After performing further tests, they suspected that the problems could be associated with her gastric band, whereby recurrent aspiration of ingested food caused reflux down her windpipe, leading to subsequent lung damage as well as cavitation, a formation of holes in the lung often caused by infection, secondary to the gastric band fitting. A course of antibiotics only offered limited relief. The patient had lost a significant amount of weight following her gastric band surgery. However, as her symptoms persisted, a medical team completely withdrew the fluid from (or ’emptied’) her gastric band, after which the woman’s symptoms quickly resolved.

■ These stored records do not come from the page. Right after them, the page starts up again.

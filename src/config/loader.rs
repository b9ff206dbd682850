//! Configuration file discovery, loading, and validation.
//!
//! Resolution order (later overrides earlier):
//! 1. Built-in defaults
//! 2. Project config (`.envboot.yml` in the project root, or `--config`)
//! 3. Environment variables (`ENVBOOT_PYTHON`, `ENVBOOT_ENV_DIR`)

use std::collections::HashSet;
use std::fs;
use std::path::{Path, PathBuf};

use crate::config::schema::BootConfig;
use crate::error::{BootError, Result};

/// Project config file name.
pub const CONFIG_FILE: &str = ".envboot.yml";

/// Overrides the base interpreter.
pub const ENV_PYTHON: &str = "ENVBOOT_PYTHON";

/// Overrides the environment directory.
pub const ENV_ENV_DIR: &str = "ENVBOOT_ENV_DIR";

/// Find the project config file, if any.
pub fn find_project_config(project_root: &Path) -> Option<PathBuf> {
    let path = project_root.join(CONFIG_FILE);
    if path.is_file() {
        Some(path)
    } else {
        None
    }
}

/// Load a single config file.
///
/// An explicitly named file that is missing is an error; an empty file is
/// treated as all defaults.
pub fn load_config_file(path: &Path) -> Result<BootConfig> {
    let content = fs::read_to_string(path)?;
    parse_config(&content, path)
}

/// Parse YAML content into a [`BootConfig`].
pub fn parse_config(content: &str, source_path: &Path) -> Result<BootConfig> {
    if content.trim().is_empty() {
        return Ok(BootConfig::default());
    }

    serde_yaml::from_str(content).map_err(|e| BootError::ConfigParseError {
        path: source_path.to_path_buf(),
        message: e.to_string(),
    })
}

/// Apply environment variable overrides using the given lookup.
pub fn apply_env_overrides<F>(config: &mut BootConfig, lookup: F)
where
    F: Fn(&str) -> Option<String>,
{
    if let Some(python) = lookup(ENV_PYTHON).filter(|v| !v.trim().is_empty()) {
        tracing::debug!("{} overrides python: {}", ENV_PYTHON, python);
        config.python = python;
    }

    if let Some(dir) = lookup(ENV_ENV_DIR).filter(|v| !v.trim().is_empty()) {
        tracing::debug!("{} overrides env_dir: {}", ENV_ENV_DIR, dir);
        config.env_dir = PathBuf::from(dir);
    }
}

/// Check invariants the rest of the crate relies on.
///
/// The version report is keyed by package name, so names must be present
/// and unique.
pub fn validate(config: &BootConfig) -> Result<()> {
    if config.packages.is_empty() {
        return Err(BootError::ConfigValidationError {
            message: "packages must list at least one package".to_string(),
        });
    }

    let mut seen = HashSet::new();
    for spec in &config.packages {
        if !seen.insert(spec.name().to_lowercase()) {
            return Err(BootError::ConfigValidationError {
                message: format!("package '{}' is listed more than once", spec.name()),
            });
        }
    }

    if config.python.trim().is_empty() {
        return Err(BootError::ConfigValidationError {
            message: "python must not be empty".to_string(),
        });
    }

    if config.env_dir.as_os_str().is_empty() {
        return Err(BootError::ConfigValidationError {
            message: "env_dir must not be empty".to_string(),
        });
    }

    if config.minimum.package.trim().is_empty() {
        return Err(BootError::ConfigValidationError {
            message: "minimum.package must not be empty".to_string(),
        });
    }

    Ok(())
}

/// Load, override, and validate the configuration for a project.
pub fn load_config(project_root: &Path, explicit: Option<&Path>) -> Result<BootConfig> {
    let path = match explicit {
        Some(p) if p.is_absolute() => Some(p.to_path_buf()),
        Some(p) => Some(project_root.join(p)),
        None => find_project_config(project_root),
    };

    let mut config = match &path {
        Some(p) => {
            tracing::debug!("Loading config from {}", p.display());
            load_config_file(p)?
        }
        None => {
            tracing::debug!("No {} found, using defaults", CONFIG_FILE);
            BootConfig::default()
        }
    };

    apply_env_overrides(&mut config, |key| std::env::var(key).ok());
    validate(&config)?;

    Ok(config)
}

#[cfg(test)]
mod tests {
    use super::*;
    use crate::install::PackageSpec;
    use std::collections::HashMap;
    use tempfile::TempDir;

    #[test]
    fn missing_project_config_gives_defaults() {
        let temp = TempDir::new().unwrap();
        assert!(find_project_config(temp.path()).is_none());
        let config = load_config(temp.path(), None).unwrap();
        assert_eq!(config.packages, PackageSpec::defaults());
    }

    #[test]
    fn project_config_is_discovered() {
        let temp = TempDir::new().unwrap();
        fs::write(temp.path().join(CONFIG_FILE), "packages: [requests]\n").unwrap();

        let config = load_config(temp.path(), None).unwrap();
        assert_eq!(config.packages.len(), 1);
        assert_eq!(config.packages[0].name(), "requests");
    }

    #[test]
    fn explicit_relative_path_resolves_against_project_root() {
        let temp = TempDir::new().unwrap();
        fs::write(temp.path().join("boot.yml"), "upgrade_pip: false\n").unwrap();

        let config = load_config(temp.path(), Some(Path::new("boot.yml"))).unwrap();
        assert!(!config.upgrade_pip);
    }

    #[test]
    fn explicit_missing_file_is_io_error() {
        let temp = TempDir::new().unwrap();
        let err = load_config(temp.path(), Some(Path::new("nope.yml"))).unwrap_err();
        assert!(matches!(err, BootError::Io(_)));
    }

    #[test]
    fn empty_file_is_defaults() {
        let config = parse_config("  \n", Path::new("x.yml")).unwrap();
        assert_eq!(config, BootConfig::default());
    }

    #[test]
    fn invalid_yaml_reports_path() {
        let err = parse_config("packages: [unclosed", Path::new("/p/.envboot.yml")).unwrap_err();
        assert!(matches!(err, BootError::ConfigParseError { .. }));
        assert!(err.to_string().contains("/p/.envboot.yml"));
    }

    #[test]
    fn env_overrides_apply() {
        let vars: HashMap<&str, &str> = [(ENV_PYTHON, "/opt/py/bin/python3.12"), (ENV_ENV_DIR, "env")]
            .into_iter()
            .collect();
        let mut config = BootConfig::default();

        apply_env_overrides(&mut config, |k| vars.get(k).map(|v| v.to_string()));

        assert_eq!(config.python, "/opt/py/bin/python3.12");
        assert_eq!(config.env_dir, PathBuf::from("env"));
    }

    #[test]
    fn blank_env_overrides_are_ignored() {
        let mut config = BootConfig::default();
        apply_env_overrides(&mut config, |_| Some("  ".to_string()));
        assert_eq!(config, BootConfig::default());
    }

    #[test]
    fn duplicate_names_are_rejected() {
        let mut config = BootConfig::default();
        config.packages.push(PackageSpec::parse("Torch>=2.0").unwrap());

        let err = validate(&config).unwrap_err();
        assert!(err.to_string().contains("more than once"));
    }

    #[test]
    fn empty_package_list_is_rejected() {
        let config = BootConfig {
            packages: vec![],
            ..Default::default()
        };
        assert!(matches!(
            validate(&config),
            Err(BootError::ConfigValidationError { .. })
        ));
    }

    #[test]
    fn defaults_are_valid() {
        assert!(validate(&BootConfig::default()).is_ok());
    }
}
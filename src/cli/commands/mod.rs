//! CLI command implementations.
//!
//! Each command implements the [`Command`] trait, which provides a uniform
//! interface for executing commands and reporting results. Commands receive
//! their configuration, environment marker and toolchain from
//! [`CommandDispatcher`], so tests can hand them fakes.

pub mod check;
pub mod config;
pub mod dispatcher;
pub mod report;
pub mod setup;

pub use dispatcher::{Command, CommandDispatcher, CommandResult, EXIT_CONFIG_ERROR};
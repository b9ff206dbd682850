//! Config command implementation.
//!
//! The `envboot config` command shows the resolved configuration: defaults,
//! then the project file, then environment overrides.

use crate::cli::args::ConfigArgs;
use crate::config::BootConfig;
use crate::error::{BootError, Result};
use crate::ui::UserInterface;

use super::dispatcher::{Command, CommandResult};

/// The config command implementation.
pub struct ConfigCommand {
    args: ConfigArgs,
    config: BootConfig,
}

impl ConfigCommand {
    /// Create a new config command.
    pub fn new(args: ConfigArgs, config: BootConfig) -> Self {
        Self { args, config }
    }
}

impl Command for ConfigCommand {
    fn execute(&self, ui: &mut dyn UserInterface) -> Result<CommandResult> {
        let rendered = if self.args.json {
            serde_json::to_string_pretty(&self.config).map_err(|e| BootError::Other(e.into()))?
        } else {
            serde_yaml::to_string(&self.config).map_err(|e| BootError::Other(e.into()))?
        };

        ui.emit(rendered.trim_end());
        Ok(CommandResult::success())
    }
}
//! Package requirement strings.

use regex::Regex;
use serde::{Deserialize, Serialize};
use std::fmt;
use std::str::FromStr;
use std::sync::LazyLock;

use crate::error::{BootError, Result};

static DISTRIBUTION_NAME: LazyLock<Regex> =
    LazyLock::new(|| Regex::new(r"^[A-Za-z0-9][A-Za-z0-9._-]*").unwrap());

/// Packages installed when no configuration says otherwise.
pub const DEFAULT_PACKAGES: [&str; 4] = ["numpy", "pandas", "torch", "transformers"];

/// A requirement as handed to the package manager.
///
/// The requirement may carry extras or a version specifier
/// (`torch==2.2.1`, `transformers[torch]>=4.40`). The distribution name in
/// front of those is what the version report is keyed by.
#[derive(Debug, Clone, PartialEq, Eq, Serialize, Deserialize)]
#[serde(try_from = "String", into = "String")]
pub struct PackageSpec {
    requirement: String,
    name_len: usize,
}

impl PackageSpec {
    /// Parse a requirement string.
    pub fn parse(requirement: &str) -> Result<Self> {
        let requirement = requirement.trim();
        let name_len = DISTRIBUTION_NAME
            .find(requirement)
            .map(|m| m.end())
            .ok_or_else(|| BootError::ConfigValidationError {
                message: format!("'{}' is not a valid package requirement", requirement),
            })?;

        Ok(Self {
            requirement: requirement.to_string(),
            name_len,
        })
    }

    /// The full requirement string.
    pub fn requirement(&self) -> &str {
        &self.requirement
    }

    /// The distribution name used for metadata lookup and as report key.
    pub fn name(&self) -> &str {
        &self.requirement[..self.name_len]
    }

    /// The default package list, in order.
    pub fn defaults() -> Vec<Self> {
        DEFAULT_PACKAGES
            .iter()
            .map(|name| Self {
                requirement: (*name).to_string(),
                name_len: name.len(),
            })
            .collect()
    }
}

impl FromStr for PackageSpec {
    type Err = BootError;

    fn from_str(s: &str) -> Result<Self> {
        Self::parse(s)
    }
}

impl TryFrom<String> for PackageSpec {
    type Error = BootError;

    fn try_from(value: String) -> Result<Self> {
        Self::parse(&value)
    }
}

impl From<PackageSpec> for String {
    fn from(spec: PackageSpec) -> Self {
        spec.requirement
    }
}

impl fmt::Display for PackageSpec {
    fn fmt(&self, f: &mut fmt::Formatter<'_>) -> fmt::Result {
        f.write_str(&self.requirement)
    }
}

In May 2011, at the woman’s last follow-up, her BMI measured 35 and her gastric band had been cautiously refilled with no symptom recurrence.

The researchers state that lung-related problems, such as the one described above, are rare. The most common complications of gastric band surgery are erosion or slipping of the band.

They conclude saying:

“These late pulmonary complications can present with asthma-like symptoms and can be misdiagnosed if not properly investigated. Patients who have undergone laparoscopic adjustable gastric banding should have chest radiography or thoracic CT scan, or both, if they present with respiratory symptoms.

Withdrawal of the fluid from the band should be done as soon as possible to relieve the obstruction. Given the increasing frequency of people undergoing interventional procedures to aid weight loss, recognition of the short-term and long-term complications is paramount.”